## [REQUIRED ACTION]
Give the total of lines holding the word "const" in the records below, and nothing else.

++++++++

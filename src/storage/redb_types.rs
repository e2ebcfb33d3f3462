//! Redb 存储共享类型定义
//!
//! 提供 Redb 数据库操作所需的共享类型，包括 ByteKey 和表定义

use std::cmp::Ordering as CmpOrdering;
use redb::{TableDefinition, TypeName};

#[derive(Clone, Debug, PartialEq, Eq, Hash)]
pub struct ByteKey(pub Vec<u8>);

impl redb::Key for ByteKey {
    fn compare(data1: &[u8], data2: &[u8]) -> CmpOrdering {
        data1.cmp(data2)
    }
}

impl redb::Value for ByteKey {
    type SelfType<'a> = ByteKey where Self: 'a;
    type AsBytes<'a> = Vec<u8> where Self: 'a;

    fn fixed_width() -> Option<usize> {
        None
    }

    fn from_bytes<'a>(data: &'a [u8]) -> ByteKey where Self: 'a {
        ByteKey(data.to_vec())
    }

    fn as_bytes<'a, 'b: 'a>(value: &'a Self::SelfType<'b>) -> Vec<u8> where Self: 'b {
        value.0.clone()
    }

    fn type_name() -> TypeName {
        TypeName::new("plancache::ByteKey")
    }
}

// 指纹（大端 8 字节）-> 计划记录
pub const PLANS_TABLE: TableDefinition<ByteKey, ByteKey> = TableDefinition::new("plans");
// 布局版本与管理接口定义
pub const META_TABLE: TableDefinition<ByteKey, ByteKey> = TableDefinition::new("meta");
//! 管理操作错误类型
//!
//! 管理操作（清空缓存、删除条目、查看计划）的失败直接报告给调用方

use thiserror::Error;

use super::storage::StorageError;
use crate::core::types::Fingerprint;

/// 管理操作结果类型
pub type AdminResult<T> = Result<T, AdminError>;

/// 管理操作错误类型
#[derive(Error, Debug, Clone, PartialEq, Eq)]
pub enum AdminError {
    #[error("无效参数: {0}")]
    InvalidParameter(String),
    #[error("未找到已保存的计划: {0}")]
    PlanNotFound(Fingerprint),
    #[error("计划解码失败: {0}")]
    Decode(String),
    #[error("存储操作失败: {0}")]
    Storage(#[from] StorageError),
}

++++++++

## [WORKED SOLUTION]
2